_TASK INSTRUCTIONS:_
Nothing should be left out. Transcribe the entries exactly as written.

_PROVIDED ENTRIES:_
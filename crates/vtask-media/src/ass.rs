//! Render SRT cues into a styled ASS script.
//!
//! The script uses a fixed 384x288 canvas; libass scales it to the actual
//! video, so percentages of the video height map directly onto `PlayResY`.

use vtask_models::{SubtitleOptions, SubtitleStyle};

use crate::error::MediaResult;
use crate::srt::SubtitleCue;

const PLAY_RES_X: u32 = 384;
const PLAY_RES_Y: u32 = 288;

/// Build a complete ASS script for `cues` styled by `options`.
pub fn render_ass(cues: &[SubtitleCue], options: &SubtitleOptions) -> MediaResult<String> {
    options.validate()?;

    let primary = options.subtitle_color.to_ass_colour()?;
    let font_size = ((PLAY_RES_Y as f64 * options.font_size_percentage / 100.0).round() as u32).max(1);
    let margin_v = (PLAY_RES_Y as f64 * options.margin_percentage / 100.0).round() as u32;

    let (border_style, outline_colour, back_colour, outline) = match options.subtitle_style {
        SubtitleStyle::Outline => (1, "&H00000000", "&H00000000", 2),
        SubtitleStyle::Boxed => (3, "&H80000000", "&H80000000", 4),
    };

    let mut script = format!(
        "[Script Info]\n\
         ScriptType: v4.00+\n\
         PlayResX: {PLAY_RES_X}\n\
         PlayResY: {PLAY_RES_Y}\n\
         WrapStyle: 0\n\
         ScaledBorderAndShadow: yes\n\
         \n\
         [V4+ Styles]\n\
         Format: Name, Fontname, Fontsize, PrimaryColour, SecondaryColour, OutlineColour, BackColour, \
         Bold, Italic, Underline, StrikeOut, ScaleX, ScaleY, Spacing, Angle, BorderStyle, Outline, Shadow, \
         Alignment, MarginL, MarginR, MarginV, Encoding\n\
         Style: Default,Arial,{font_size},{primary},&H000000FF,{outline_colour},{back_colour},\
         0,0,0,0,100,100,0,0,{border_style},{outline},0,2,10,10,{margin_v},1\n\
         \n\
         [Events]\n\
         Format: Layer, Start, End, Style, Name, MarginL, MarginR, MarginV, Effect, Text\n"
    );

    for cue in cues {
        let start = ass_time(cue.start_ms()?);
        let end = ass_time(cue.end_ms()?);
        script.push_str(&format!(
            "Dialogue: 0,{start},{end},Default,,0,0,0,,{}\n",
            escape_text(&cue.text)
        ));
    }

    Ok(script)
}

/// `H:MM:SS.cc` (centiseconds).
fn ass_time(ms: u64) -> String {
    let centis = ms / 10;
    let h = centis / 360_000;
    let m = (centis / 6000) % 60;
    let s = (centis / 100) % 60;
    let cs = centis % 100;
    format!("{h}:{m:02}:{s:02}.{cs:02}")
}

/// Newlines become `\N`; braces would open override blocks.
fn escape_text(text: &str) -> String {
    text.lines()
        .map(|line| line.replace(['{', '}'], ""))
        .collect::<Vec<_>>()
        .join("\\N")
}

_RESPONSE TO THIS EXERCISE:_
filename crates/vtask-media/src/ass.rs
//! Render SRT cues into a styled ASS script.
//!
//! The script uses a fixed 384x288 canvas; libass scales it to the actual
//! video, so percentages of the video height map directly onto `PlayResY`.

use vtask_models::{SubtitleOptions, SubtitleStyle};

use crate::error::MediaResult;
use crate::srt::SubtitleCue;

const PLAY_RES_X: u32 = 384;
const PLAY_RES_Y: u32 = 288;

/// Build a complete ASS script for `cues` styled by `options`.
pub fn render_ass(cues: &[SubtitleCue], options: &SubtitleOptions) -> MediaResult<String> {
    options.validate()?;

    let primary = options.subtitle_color.to_ass_colour()?;
    let font_size = ((PLAY_RES_Y as f64 * options.font_size_percentage / 100.0).round() as u32).max(1);
    let margin_v = (PLAY_RES_Y as f64 * options.margin_percentage / 100.0).round() as u32;

    let (border_style, outline_colour, back_colour, outline) = match options.subtitle_style {
        SubtitleStyle::Outline => (1, "&H00000000", "&H00000000", 2),
        SubtitleStyle::Boxed => (3, "&H80000000", "&H80000000", 4),
    };

    let mut script = format!(
        "[Script Info]\n\
         ScriptType: v4.00+\n\
         PlayResX: {PLAY_RES_X}\n\
         PlayResY: {PLAY_RES_Y}\n\
         WrapStyle: 0\n\
         ScaledBorderAndShadow: yes\n\
         \n\
         [V4+ Styles]\n\
         Format: Name, Fontname, Fontsize, PrimaryColour, SecondaryColour, OutlineColour, BackColour, \
         Bold, Italic, Underline, StrikeOut, ScaleX, ScaleY, Spacing, Angle, BorderStyle, Outline, Shadow, \
         Alignment, MarginL, MarginR, MarginV, Encoding\n\
         Style: Default,Arial,{font_size},{primary},&H000000FF,{outline_colour},{back_colour},\
         0,0,0,0,100,100,0,0,{border_style},{outline},0,2,10,10,{margin_v},1\n\
         \n\
         [Events]\n\
         Format: Layer, Start, End, Style, Name, MarginL, MarginR, MarginV, Effect, Text\n"
    );

    for cue in cues {
        let start = ass_time(cue.start_ms()?);
        let end = ass_time(cue.end_ms()?);
        script.push_str(&format!(
            "Dialogue: 0,{start},{end},Default,,0,0,0,,{}\n",
            escape_text(&cue.text)
        ));
    }

    Ok(script)
}

/// `H:MM:SS.cc` (centiseconds).
fn ass_time(ms: u64) -> String {
    let centis = ms / 10;
    let h = centis / 360_000;
    let m = (centis / 6000) % 60;
    let s = (centis / 100) % 60;
    let cs = centis % 100;
    format!("{h}:{m:02}:{s:02}.{cs:02}")
}

/// Newlines become `\N`; braces would open override blocks.
fn escape_text(text: &str) -> String {
    text.lines()
        .map(|line| line.replace(['{', '}'], ""))
        .collect::<Vec<_>>()
        .join("\\N")
}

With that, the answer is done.